# sharpening info



## Knockonit (Nov 5, 2017)

Ok, i presently have the grizzly clone of the tormack, and a sharpy guy.

I just started turning some pins, and well my tools are dull, really dull, so I need a little guidance on whether to buy the tormack muliti jig svs50, and does it or will it fit my grizzly to do gouges ect. 
i've looked at building lots of jigs, and actually today, cut some tube, angle with the intent to make one up.

then i ended up working on a massive leak on our pool, just finishing up, did i mention i hate pools, but the ole gal loves it, up to me itd grow flowers or fish or something.

ok, my gouges look like they were sharpened with a file, (from previous owner) so now its up to me to pick up the torch and go forward.

FOr me it may be easier to buy whats needed, as time in shop is limited.
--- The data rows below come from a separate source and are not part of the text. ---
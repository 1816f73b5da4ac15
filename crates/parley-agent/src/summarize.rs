// SPDX-FileCopyrightText: 2026 Blufio Contributors
// SPDX-License-Identifier: MIT OR Apache-2.0

//! Conversation summarization.
//!
//! Aged user/agent exchanges are grouped by topic through a structured
//! completion, stored as memory items, and trimmed from the durable
//! context so it stays bounded.

use parley_core::{
    ContentPart, InputItem, InputRole, Message, MessageType, OutputItem, ParleyError,
    ProviderRequest, ProviderResponse, UserId, now_millis,
};
use parley_storage::MemoryItem;
use serde::{Deserialize, Serialize};
use tracing::{debug, info, warn};

use crate::Agent;

pub const SUMMARY_PROMPT: &str = r#"Your task is to analyze messages, group and summarize them by topics.

Basic Rules:
- Each message consists of a user's question and an agent's answer.
- Group related messages that discuss the same topic.
- For each group:
  - Write a summary that accurately reflects the key points.
  - Add tags, which must be meaningful keywords relevant to the topic.
  - Add related message indices which starts from 0.

Tagging Guidelines:
1. Include important named entities and keywords in the tags:
   - Product or service names (e.g. OpenAI, React, GPT-4)
   - Libraries, APIs, or technical tools (e.g. JSON Schema, useEffect)
   - Topics or task categories (e.g. Scrolling, Authentication, Validation)
2. Use 2 to 5 tags per group, prioritizing specificity over generality.
3. Avoid vague or generic tags like "question", "info", or "topic".

Special Rule:
- If a group's topic is trivial or factual (e.g. current time, weather, definitions), add the tag "!ignore".

Language Rule:
- Write each summary in the language used by the majority of messages in that group."#;

/// One topic group returned by the summary model.
#[derive(Debug, Clone, PartialEq, Serialize, Deserialize)]
pub struct SummaryGroup {
    pub summary: String,
    /// Positions in the list of pairs sent for summarization.
    pub indices: Vec<usize>,
    pub tags: Vec<String>,
}

#[derive(Deserialize)]
struct SummaryList {
    summary_list: Vec<SummaryGroup>,
}

/// A user question and the agent answer that followed it.
#[derive(Debug, Clone, PartialEq, Serialize)]
pub struct ConversationPair {
    pub user: Option<String>,
    pub agent: String,
    pub timestamp: Option<i64>,
}

/// Pairs every agent message with the user message directly before it.
pub fn collect_pairs(messages: &[Message]) -> Vec<ConversationPair> {
    let mut pairs = Vec::new();
    let mut pending_user = None;
    for message in messages {
        match message.message_type {
            MessageType::User => pending_user = Some(message.content.clone()),
            MessageType::Agent => pairs.push(ConversationPair {
                user: pending_user.take(),
                agent: message.content.clone(),
                timestamp: message.timestamp,
            }),
            MessageType::System => {}
        }
    }
    pairs
}

/// Pairs strictly older than the retention window. Untimed pairs never expire.
pub fn select_expired(
    pairs: Vec<ConversationPair>,
    now: i64,
    retention_millis: i64,
) -> Vec<ConversationPair> {
    pairs
        .into_iter()
        .filter(|p| p.timestamp.is_some_and(|ts| now - ts > retention_millis))
        .collect()
}

/// Messages kept after summarization.
///
/// Everything goes when even the newest message has aged out. Otherwise the
/// tail starting at the first message inside the window is kept, extended
/// back to the user message that opened its exchange.
pub fn remaining_messages(messages: &[Message], now: i64, retention_millis: i64) -> Vec<Message> {
    let newest = messages.iter().filter_map(|m| m.timestamp).max().unwrap_or(0);
    if now - newest > retention_millis {
        return Vec::new();
    }
    let Some(first_recent) = messages
        .iter()
        .position(|m| m.timestamp.is_some_and(|ts| now - ts <= retention_millis))
    else {
        return Vec::new();
    };
    let start = messages[..=first_recent]
        .iter()
        .rposition(|m| m.message_type == MessageType::User)
        .unwrap_or(0);
    messages[start..].to_vec()
}

/// Converts groups to memory items spanning their referenced pairs.
pub fn memory_items(groups: &[SummaryGroup], pairs: &[ConversationPair]) -> Vec<MemoryItem> {
    groups
        .iter()
        .map(|group| {
            let mut item = MemoryItem {
                content: group.summary.clone(),
                tags: group.tags.clone(),
                start_timestamp: None,
                end_timestamp: None,
            };
            for &index in &group.indices {
                let Some(pair) = pairs.get(index) else {
                    warn!(index, pairs = pairs.len(), "summary referenced unknown message index");
                    continue;
                };
                if item.start_timestamp.is_none() {
                    item.start_timestamp = pair.timestamp;
                }
                item.end_timestamp = pair.timestamp;
            }
            item
        })
        .collect()
}

/// Extracts groups from every text output. Malformed outputs are skipped.
pub fn parse_groups(response: &ProviderResponse) -> Vec<SummaryGroup> {
    let mut groups = Vec::new();
    for item in &response.output {
        let OutputItem::Message { content, .. } = item else {
            warn!(?item, "ignoring non-message summary output");
            continue;
        };
        for part in content {
            let ContentPart::OutputText { text } = part else {
                warn!(?part, "ignoring non-text summary content");
                continue;
            };
            match serde_json::from_str::<SummaryList>(text) {
                Ok(list) => groups.extend(list.summary_list),
                Err(e) => warn!(error = %e, "failed to parse summary output"),
            }
        }
    }
    groups
}

/// Structured output format requested from the summary model.
pub fn summary_format() -> serde_json::Value {
    serde_json::json!({
        "format": {
            "type": "json_schema",
            "name": "conversation_summary",
            "strict": true,
            "schema": {
                "type": "object",
                "properties": {
                    "summary_list": {
                        "type": "array",
                        "items": {
                            "type": "object",
                            "properties": {
                                "summary": {
                                    "type": "string",
                                    "description": "The summary of specific topic group."
                                },
                                "indices": {
                                    "type": "array",
                                    "items": { "type": "integer" },
                                    "description": "Message indices of specific topic group."
                                },
                                "tags": {
                                    "type": "array",
                                    "items": { "type": "string" },
                                    "description": "The tags of specific topic group."
                                }
                            },
                            "required": ["summary", "indices", "tags"],
                            "additionalProperties": false
                        }
                    }
                },
                "required": ["summary_list"],
                "additionalProperties": false
            }
        }
    })
}

impl Agent {
    /// Summarizes aged exchanges into memory and trims the context.
    ///
    /// Returns the groups produced, or an empty list when nothing has aged
    /// out. Holds the user's turn lock throughout.
    pub async fn summarize(&self, user: &UserId) -> Result<Vec<SummaryGroup>, ParleyError> {
        let _guard = self.locks.acquire(user).await;
        let now = now_millis();
        let retention = self.settings.retention_millis;

        let mut context = self.contexts.get_current_context(user).await?;
        let pairs = select_expired(collect_pairs(&context.messages), now, retention);
        if pairs.is_empty() {
            debug!(user_id = %user, "nothing to summarize");
            return Ok(Vec::new());
        }

        let payload = serde_json::to_string(&pairs)
            .map_err(|e| ParleyError::Internal(format!("failed to encode summary input: {e}")))?;
        let mut request = ProviderRequest::new(
            self.settings.summary_model.clone(),
            vec![InputItem::Message {
                role: InputRole::User,
                content: payload,
            }],
        );
        request.instructions = Some(SUMMARY_PROMPT.to_string());
        request.text = Some(summary_format());

        let response = self.provider.complete(request).await?;
        let groups = parse_groups(&response);

        let items = memory_items(&groups, &pairs);
        let item_count = items.len();
        self.memory.put_items(user, items).await?;

        let before = context.messages.len();
        context.messages = remaining_messages(&context.messages, now, retention);
        self.contexts.put_context(&context).await?;

        info!(
            user_id = %user,
            pairs = pairs.len(),
            groups = groups.len(),
            memory_items = item_count,
            trimmed = before - context.messages.len(),
            "conversation summarized"
        );
        Ok(groups)
    }
}
// SPDX-FileCopyrightText: 2026 Blufio Contributors
// SPDX-License-Identifier: MIT OR Apache-2.0

//! Wire types for the upstream Responses API.
//!
//! Requests are built from the conversation history plus any tool round-trip
//! items. Streaming responses arrive as typed events; unknown event types
//! deserialize to [`ResponseStreamEvent::Other`] and are ignored downstream.

use serde::{Deserialize, Serialize};

use crate::context::{Message, MessageType};

/// Role of an input message as the provider understands it.
#[derive(Debug, Clone, Copy, PartialEq, Eq, Serialize, Deserialize)]
#[serde(rename_all = "lowercase")]
pub enum InputRole {
    User,
    Assistant,
    System,
}

impl From<MessageType> for InputRole {
    fn from(value: MessageType) -> Self {
        match value {
            MessageType::Agent => InputRole::Assistant,
            MessageType::User => InputRole::User,
            MessageType::System => InputRole::System,
        }
    }
}

#[derive(Debug, Clone, Copy, PartialEq, Eq, Serialize, Deserialize)]
#[serde(rename_all = "snake_case")]
pub enum ToolCallStatus {
    Completed,
    Incomplete,
}

/// One entry of a request's `input` array.
#[derive(Debug, Clone, PartialEq, Serialize, Deserialize)]
#[serde(tag = "type", rename_all = "snake_case")]
pub enum InputItem {
    Message {
        role: InputRole,
        content: String,
    },
    FunctionCall {
        call_id: String,
        name: String,
        arguments: String,
    },
    FunctionCallOutput {
        call_id: String,
        output: String,
        status: ToolCallStatus,
    },
}

impl From<&Message> for InputItem {
    fn from(message: &Message) -> Self {
        InputItem::Message {
            role: message.message_type.into(),
            content: message.content.clone(),
        }
    }
}

/// A Responses API request body.
#[derive(Debug, Clone, PartialEq, Serialize)]
pub struct ProviderRequest {
    pub model: String,
    #[serde(skip_serializing_if = "Option::is_none")]
    pub instructions: Option<String>,
    pub input: Vec<InputItem>,
    #[serde(skip_serializing_if = "Vec::is_empty")]
    pub tools: Vec<serde_json::Value>,
    /// Structured output format (`{"format": {...}}`).
    #[serde(skip_serializing_if = "Option::is_none")]
    pub text: Option<serde_json::Value>,
    pub stream: bool,
}

impl ProviderRequest {
    pub fn new(model: impl Into<String>, input: Vec<InputItem>) -> Self {
        Self {
            model: model.into(),
            instructions: None,
            input,
            tools: Vec::new(),
            text: None,
            stream: false,
        }
    }
}

#[derive(Debug, Clone, PartialEq, Serialize, Deserialize)]
#[serde(tag = "type", rename_all = "snake_case")]
pub enum ContentPart {
    OutputText {
        #[serde(default)]
        text: String,
    },
    Refusal {
        #[serde(default)]
        refusal: String,
    },
    #[serde(other)]
    Other,
}

impl ContentPart {
    /// Text carried by the part, if any.
    pub fn text(&self) -> Option<&str> {
        match self {
            ContentPart::OutputText { text } => Some(text),
            ContentPart::Refusal { refusal } => Some(refusal),
            ContentPart::Other => None,
        }
    }
}

/// An item in the response's output array.
#[derive(Debug, Clone, PartialEq, Serialize, Deserialize)]
#[serde(tag = "type", rename_all = "snake_case")]
pub enum OutputItem {
    WebSearchCall {
        #[serde(default)]
        id: String,
        #[serde(default)]
        status: Option<String>,
    },
    FunctionCall {
        #[serde(default)]
        id: Option<String>,
        call_id: String,
        name: String,
        #[serde(default)]
        arguments: String,
        #[serde(default)]
        status: Option<String>,
    },
    Message {
        #[serde(default)]
        id: Option<String>,
        #[serde(default)]
        content: Vec<ContentPart>,
    },
    #[serde(other)]
    Other,
}

#[derive(Debug, Clone, PartialEq, Serialize, Deserialize)]
pub struct ResponseError {
    #[serde(default)]
    pub code: Option<String>,
    pub message: String,
}

/// The `response` object carried by lifecycle events.
#[derive(Debug, Clone, Default, PartialEq, Serialize, Deserialize)]
pub struct ResponseMeta {
    #[serde(default)]
    pub id: String,
    #[serde(default)]
    pub model: String,
    #[serde(default)]
    pub status: Option<String>,
    #[serde(default)]
    pub error: Option<ResponseError>,
}

/// A single decoded event from the provider's stream.
#[derive(Debug, Clone, PartialEq, Serialize, Deserialize)]
#[serde(tag = "type")]
pub enum ResponseStreamEvent {
    #[serde(rename = "response.created")]
    Created { response: ResponseMeta },
    #[serde(rename = "response.in_progress")]
    InProgress { response: ResponseMeta },
    #[serde(rename = "response.output_item.added")]
    OutputItemAdded {
        #[serde(default)]
        output_index: usize,
        item: OutputItem,
    },
    #[serde(rename = "response.output_item.done")]
    OutputItemDone {
        #[serde(default)]
        output_index: usize,
        item: OutputItem,
    },
    #[serde(rename = "response.content_part.added")]
    ContentPartAdded {
        #[serde(default)]
        item_id: Option<String>,
        content_index: usize,
        part: ContentPart,
    },
    #[serde(rename = "response.output_text.delta")]
    OutputTextDelta {
        #[serde(default)]
        item_id: Option<String>,
        content_index: usize,
        delta: String,
    },
    #[serde(rename = "response.content_part.done")]
    ContentPartDone {
        #[serde(default)]
        item_id: Option<String>,
        content_index: usize,
        part: ContentPart,
    },
    #[serde(rename = "response.completed")]
    Completed { response: ResponseMeta },
    #[serde(rename = "response.failed")]
    Failed { response: ResponseMeta },
    #[serde(rename = "error")]
    Error {
        #[serde(default)]
        code: Option<String>,
        message: String,
    },
    #[serde(other)]
    Other,
}

/// A non-streaming response.
#[derive(Debug, Clone, PartialEq, Serialize, Deserialize)]
pub struct ProviderResponse {
    #[serde(default)]
    pub id: String,
    #[serde(default)]
    pub model: String,
    #[serde(default)]
    pub output: Vec<OutputItem>,
}

impl ProviderResponse {
    /// Concatenated text of every message part in the output.
    pub fn output_text(&self) -> String {
        self.output
            .iter()
            .filter_map(|item| match item {
                OutputItem::Message { content, .. } => Some(content),
                _ => None,
            })
            .flatten()
            .filter_map(ContentPart::text)
            .collect()
    }
}
// SPDX-FileCopyrightText: 2026 Blufio Contributors
// SPDX-License-Identifier: MIT OR Apache-2.0

//! SQLite-backed [`KvStore`].

use async_trait::async_trait;
use rusqlite::{OptionalExtension, params};
use tokio::sync::OnceCell;
use tracing::debug;

use parley_config::model::StorageConfig;
use parley_core::{AdapterType, HealthStatus, KvStore, ParleyError, PluginAdapter};

use crate::database::{Database, map_tr_err};

/// Stores each key as one row of JSON text. Writes are upserts, so the last
/// writer wins.
pub struct SqliteKvStore {
    config: StorageConfig,
    db: OnceCell<Database>,
}

impl SqliteKvStore {
    /// The database is not opened until [`initialize`](Self::initialize).
    pub fn new(config: StorageConfig) -> Self {
        Self {
            config,
            db: OnceCell::new(),
        }
    }

    /// Opens the database and applies migrations. Fails if called twice.
    pub async fn initialize(&self) -> Result<(), ParleyError> {
        let db = Database::open(&self.config.database_path, self.config.wal_mode).await?;
        self.db.set(db).map_err(|_| ParleyError::Storage {
            source: "storage already initialized".into(),
        })?;
        debug!(path = %self.config.database_path, "sqlite kv store initialized");
        Ok(())
    }

    fn db(&self) -> Result<&Database, ParleyError> {
        self.db.get().ok_or_else(|| ParleyError::Storage {
            source: "storage not initialized, call initialize() first".into(),
        })
    }
}

#[async_trait]
impl PluginAdapter for SqliteKvStore {
    fn name(&self) -> &str {
        "sqlite"
    }

    fn version(&self) -> semver::Version {
        semver::Version::new(0, 1, 0)
    }

    fn adapter_type(&self) -> AdapterType {
        AdapterType::Storage
    }

    async fn health_check(&self) -> Result<HealthStatus, ParleyError> {
        self.db()?
            .connection()
            .call(|conn| -> Result<(), rusqlite::Error> {
                conn.execute_batch("SELECT 1;")?;
                Ok(())
            })
            .await
            .map_err(map_tr_err)?;
        Ok(HealthStatus::Healthy)
    }

    async fn shutdown(&self) -> Result<(), ParleyError> {
        if let Some(db) = self.db.get() {
            db.checkpoint().await?;
            debug!("shutdown: WAL checkpoint complete");
        }
        Ok(())
    }
}

#[async_trait]
impl KvStore for SqliteKvStore {
    async fn get(&self, key: &str) -> Result<Option<serde_json::Value>, ParleyError> {
        let key = key.to_string();
        let raw = self
            .db()?
            .connection()
            .call(move |conn| -> Result<Option<String>, rusqlite::Error> {
                conn.query_row("SELECT value FROM kv WHERE key = ?1", params![key], |row| {
                    row.get(0)
                })
                .optional()
            })
            .await
            .map_err(map_tr_err)?;

        raw.map(|text| serde_json::from_str(&text).map_err(ParleyError::storage))
            .transpose()
    }

    async fn set(&self, key: &str, value: serde_json::Value) -> Result<bool, ParleyError> {
        let key = key.to_string();
        let text = serde_json::to_string(&value).map_err(ParleyError::storage)?;
        let now = chrono::Utc::now()
            .format("%Y-%m-%dT%H:%M:%S%.3fZ")
            .to_string();
        let changed = self
            .db()?
            .connection()
            .call(move |conn| -> Result<usize, rusqlite::Error> {
                conn.execute(
                    "INSERT INTO kv (key, value, updated_at) VALUES (?1, ?2, ?3)
                     ON CONFLICT(key) DO UPDATE SET value = excluded.value,
                                                    updated_at = excluded.updated_at",
                    params![key, text, now],
                )
            })
            .await
            .map_err(map_tr_err)?;
        Ok(changed > 0)
    }
}

#[cfg(test)]
mod tests {
    use super::*;
    use parley_config::model::StorageBackend;
    use serde_json::json;
    use tempfile::tempdir;

    fn make_config(path: &std::path::Path) -> StorageConfig {
        StorageConfig {
            backend: StorageBackend::Sqlite,
            database_path: path.to_string_lossy().into_owned(),
            wal_mode: true,
        }
    }

    #[tokio::test]
    async fn identity() {
        let dir = tempdir().unwrap();
        let store = SqliteKvStore::new(make_config(&dir.path().join("kv.db")));
        assert_eq!(store.name(), "sqlite");
        assert_eq!(store.adapter_type(), AdapterType::Storage);
    }

    #[tokio::test]
    async fn initialize_creates_file_and_parent_dirs() {
        let dir = tempdir().unwrap();
        let path = dir.path().join("nested/data/kv.db");
        let store = SqliteKvStore::new(make_config(&path));
        store.initialize().await.unwrap();
        assert!(path.exists());
    }

    #[tokio::test]
    async fn initialize_twice_fails() {
        let dir = tempdir().unwrap();
        let store = SqliteKvStore::new(make_config(&dir.path().join("kv.db")));
        store.initialize().await.unwrap();
        assert!(store.initialize().await.is_err());
    }

    #[tokio::test]
    async fn operations_fail_before_initialize() {
        let dir = tempdir().unwrap();
        let store = SqliteKvStore::new(make_config(&dir.path().join("kv.db")));
        assert!(store.health_check().await.is_err());
        assert!(store.get("context/x").await.is_err());
    }

    #[tokio::test]
    async fn missing_key_is_none() {
        let dir = tempdir().unwrap();
        let store = SqliteKvStore::new(make_config(&dir.path().join("kv.db")));
        store.initialize().await.unwrap();
        assert_eq!(store.get("context/nope").await.unwrap(), None);
    }

    #[tokio::test]
    async fn last_write_wins() {
        let dir = tempdir().unwrap();
        let store = SqliteKvStore::new(make_config(&dir.path().join("kv.db")));
        store.initialize().await.unwrap();

        assert!(store.set("metering/u", json!({"n": 1})).await.unwrap());
        assert!(store.set("metering/u", json!({"n": 2})).await.unwrap());
        assert_eq!(store.get("metering/u").await.unwrap(), Some(json!({"n": 2})));
    }

    #[tokio::test]
    async fn values_survive_reopen() {
        let dir = tempdir().unwrap();
        let path = dir.path().join("kv.db");
        {
            let store = SqliteKvStore::new(make_config(&path));
            store.initialize().await.unwrap();
            store.set("session/u", json!({"clientIp": "10.0.0.1"})).await.unwrap();
            store.shutdown().await.unwrap();
        }
        let store = SqliteKvStore::new(make_config(&path));
        store.initialize().await.unwrap();
        assert_eq!(
            store.get("session/u").await.unwrap(),
            Some(json!({"clientIp": "10.0.0.1"}))
        );
    }

    #[tokio::test]
    async fn health_check_is_healthy_once_open() {
        let dir = tempdir().unwrap();
        let store = SqliteKvStore::new(make_config(&dir.path().join("kv.db")));
        store.initialize().await.unwrap();
        assert_eq!(store.health_check().await.unwrap(), HealthStatus::Healthy);
    }
}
i've watched a plethora of videos on making jigs, ect. and have the skill its the time, just want to make sure what i buy will serve my purpose. 
I am not a seasoned turner, been almost 30 years since i did, so its a learning curve all over again.

thanks
Rj in az.


----------



## waho6o9 (May 6, 2011)

https://www.ebay.com/itm/Wolverine-Sharpening-System-Lathe-Tool-Grinding-Sharpener-with-VARI-GRIND-Jig/122686114842?epid=12011030210&hash=item1c90a98c1a:g:mZ8AAOSwRplZrW8V

and an 8" slow speed grinder

https://www.ebay.com/sch/i.html?_from=R40&_sacat=0&_nkw=8%22+slow+speed+grinder&rt=nc&_dmd=2

with some CBN wheels

https://www.ebay.com/itm/CBN-Grinding-Wheel-8-x1-x-625-80-grit-Hurricane-WoodturningTools/162561467633?hash=item25d96b24f1:g:5OwAAOSw7GRZNrHW

will get you in the ball park.

Not sure about your Tormack clone as the grinding wheel is more expedient.


----------



## mousejockey (May 6, 2010)

I'm not a turner but, here's what a turner told me about the subject. "Learn to use a grinder to sharpen your turning tools unless you want to spend you limited shop time sharpening." Apparently sharpening is needed often so step over to a grinder and spend 30 seconds sharpening and get back to turning.

That was a long time ago and there are new tools out there with carbide tips that may make sense for those with limited shop time.

I know this isn't an answer to what you asked but food for thought!

Myles


----------



## OSU55 (Dec 14, 2012)

I have the 10" Grizzly clone and I turn. I use the Tormek jigs - here is a review I did. I now have the svd-186 newer gouge jig. I also now have an 8" bench grinder. The wet sharpeners are very slow for shaping but are great for resharpening turning tools. I use the bgm-100 to use the Tormek jigs on the bench grinder if much material needs removed, then final sharpening on the Griz. The jig and tool can be moved between the grinders without adjustment. I will say the reason I still use the Griz is because I had it. In no way are both required. The vari grind jig and slow speed 8" would be the cheapest and very good way to go. All of the Tormek jigs and setup tools are expensive.


----------



## Grumpymike (Jan 23, 2012)

Look at *waho6o9* first post … The Wolverine system has worked for me very well.
I do use the 8" grinder and free hand the roughing gouge, but the rest of the tools get treated to the Wolverine.
There is a bit of a learning curve but it is not that hard and you will be more consistent with your grinds.


----------